DAVE ALVIN AND PHIL ALVIN
''LOST TIME''
SEPTEMBER 18 2015
43:46
1 Mister Kicks (Oscar Brown, Jr.) 03:41
2 World's In A Bad Condition 04:25
3 Cherry Red Blues (Pete Johnson, Joe Turner) 03:30
4 Rattlesnakin' Daddy 04:08
5 Hide And Seek (Ethel Byrd, Paul Winley) 02:34
6 Papa' On The House Top (Leroy Carr) 02:49
7 In New Orleans (Rising Sun Blues) (Jack Lomax) 03:13
8 Please Please Please (James Brown, Johnny Terry) 02:41
9 Sit Down Baby (Willie Dixon) 04:22
10 Wee Baby Blues (Pete Johnson, Joe Turner) 05:17
11 Feeling Happy (Joe Turner) 03:13
12 You See My Saviour (Reverend Thomas A. Dorsey) 03:47
Dave Alvin/Arranger, Guitar, Guitar (12 String), Guitar (Acoustic), Guitar (Electric), National Steel Guitar, Vocals, Vocals (Background)
Phil Alvin/Arranger, Guitar (Acoustic), Harmonica, Vocals, Vocals (Background)

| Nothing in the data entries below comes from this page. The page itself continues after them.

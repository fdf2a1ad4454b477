use crate::engine::animation::Animation;
use crate::renderer::Surface;

use super::geometry::CircleGeometry;
use super::shared::{Publisher, View};

/// How the growth step evolves from one advance to the next.
#[derive(Debug, Clone, Copy, PartialEq)]
pub enum Stepping {
    Constant(f64),
    /// The step itself grows by `growth` after every advance.
    Accelerating { initial: f64, growth: f64 },
}

impl Stepping {
    fn initial(self) -> f64 {
        match self {
            Stepping::Constant(step) => step,
            Stepping::Accelerating { initial, .. } => initial,
        }
    }

    fn next(self, step: f64) -> f64 {
        match self {
            Stepping::Constant(step) => step,
            Stepping::Accelerating { growth, .. } => step + growth,
        }
    }
}

/// A ring of dots growing outward from the centre until it reaches
/// `max_radius`.
///
/// Reaching full size unlocks the next unit. A ring that spins keeps rotating
/// forever and never finishes; a still ring finishes at full size.
pub struct DotRing {
    max_radius: f64,
    stepping: Stepping,
    /// Degrees of rotation per advance.
    spin: f64,
    hue: f64,
    saturation: f64,
    step: f64,
    geometry: Publisher<CircleGeometry>,
    finished: bool,
    unlocked: bool,
}

impl DotRing {
    pub fn new(dot_count: u32, max_radius: f64, stepping: Stepping) -> Self {
        Self {
            max_radius,
            stepping,
            spin: 0.0,
            hue: 0.0,
            saturation: 0.0,
            step: stepping.initial(),
            geometry: Publisher::new(CircleGeometry::new(dot_count.max(1))),
            finished: false,
            unlocked: false,
        }
    }

    pub fn spinning(mut self, degrees_per_step: f64) -> Self {
        self.spin = degrees_per_step;
        self
    }

    /// Dot color; white when unset.
    pub fn tinted(mut self, hue: f64, saturation: f64) -> Self {
        self.hue = hue;
        self.saturation = saturation;
        self
    }

    /// Read access to the ring's current radius and rotation.
    pub fn geometry(&self) -> View<CircleGeometry> {
        self.geometry.view()
    }

    pub fn radius(&self) -> f64 {
        self.geometry.get().radius
    }
}

impl Animation for DotRing {
    fn advance(&mut self) {
        if self.finished {
            return;
        }
        let mut g = self.geometry.get();
        g.angle_offset += self.spin;
        if g.radius < self.max_radius {
            g.radius = (g.radius + self.step).min(self.max_radius);
            self.step = self.stepping.next(self.step);
        }
        if g.radius >= self.max_radius {
            self.unlocked = true;
            self.finished = self.spin == 0.0;
        }
        self.geometry.set(g);
    }

    fn render(&self, surface: &mut dyn Surface) {
        let (w, h) = surface.size();
        let (cx, cy) = (w / 2.0, h / 2.0);
        let g = self.geometry.get();
        surface.no_stroke();
        surface.set_fill(self.hue, self.saturation, 100.0);
        for i in 0..g.dot_count {
            let (x, y) = g.point(f64::from(i), cx, cy);
            surface.circle(x, y, 1.0);
        }
    }

    fn is_finished(&self) -> bool {
        self.finished
    }

    fn unlocks_next(&self) -> bool {
        self.unlocked
    }

    fn reset(&mut self) {
        let g = self.geometry.get();
        self.geometry.set(CircleGeometry::new(g.dot_count));
        self.step = self.stepping.initial();
        self.finished = false;
        self.unlocked = false;
    }

    fn name(&self) -> &str {
        "dot-ring"
    }
}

Brad Fordham/Bass Guitar, Bass (Acoustic), Vocals (Background)
Bob Glaub/Bass Guitar
Don Heffington/Drums, Percussion
Chris Miller/Guitar, Guitar (Acoustic), Slide Guitar
Lisa Pankratz/Drums, Percussion, Vocals (Background)
Wyman Reese/Piano
Gene Taylor/Piano
David Witham/Organ, Piano
**********
REVIEW/AMG
Mark Deming
It took a brush with death to get Dave and Phil Alvin back on good enough terms to make music together again, and after reuniting in the studio for 2014's Common Ground: Dave & Phil Alvin Play and Sing the Songs of Big Bill Broonzy, the siblings thankfully didn't wait until one of them ended up in the emergency room to give it another try. Lost Time is another set of vintage blues tunes, but while Common Ground was an acoustic set that focused on the songbook of blues legend Broonzy, the Alvins mix it up on Lost Time, playing both electric and acoustic numbers and drawing inspiration from a variety of artists and songwriters, though rollicking jump blues master Big Joe Turner gets special attention here, with Dave and Phil tackling three of his compositions. Dave's raucous guitar lines give their Turner interpretations a feel that's different than the originals, but Dave and the band show plenty of love for the joyous, rolling boogie of Turner's signature sound, and Phil's big, bold voice is the perfect instrument for tunes like "Feeling Happy" and "Cherry Red Blues." If Phil is the star singer in the Alvin family, Dave shows he can give sly, streetwise readings to tunes like "Rattlesnakin' Daddy" and "Sit Down, Baby," and his vocals help give this album a looser, more playful sound than Common Ground. Dave and Phil seem a little less concerned with honoring the legacy of a great artist (even if they had fun doing so) than they are in jamming on tunes they love and kicking up some dust in the studio, and Lost Time does just that. Dave and Phil Alvin sing and play this music direct from the heart, whether they're wailing on an early James Brown side or getting right with the Lord on a classic spiritual from Rev. Thomas A. Dorsey, and as always they consistently hit the sweet spot between technique and passion. If Dave and Phil Alvin want to crank out an album like Lost Time every year until the sun finally sets on them, no one who loves blues and roots music would have any room to complain.
**********
BIOGRAPHY/AMG/DAVE ALVIN
Mark Deming
Dave Alvin helped to kick-start the American roots rock scene in the early '80s with the band the Blasters, and has since gone on to a career as a solo performer, songwriter, producer, and sideman that's been as well respected as it is eclectic. Born in Downey, California in 1955, Alvin was raised by a family of music fans, and as teenagers Dave and his older brother Phil immersed themselves in blues, rockabilly, and vintage country sounds, collecting rare records and attending nightclub performances by the likes of T-Bone Walker, Big Joe Turner, and Lee Allen. Like many fans, the Alvin brothers wanted to play music influenced by the sounds they loved, and in 1979 they formed the Blasters with fellow Downey residents Bill Bateman and John Bazz. Combining the revved-up energy of punk rock with an enthusiastic embrace of classic American sounds, the Blasters became a sensation in Los Angeles and won an enthusiastic cult following across the United States and Europe. However, the Blasters were unable to translate their critical respect and enthusiastic fan base into mainstream success, and in 1986 Dave left the band. Phil Alvin continued to front various lineups of the Blasters, and in 2002 Dave joined forces with Phil, Bill Bateman, and John Bazz for a short series of Blasters reunion shows.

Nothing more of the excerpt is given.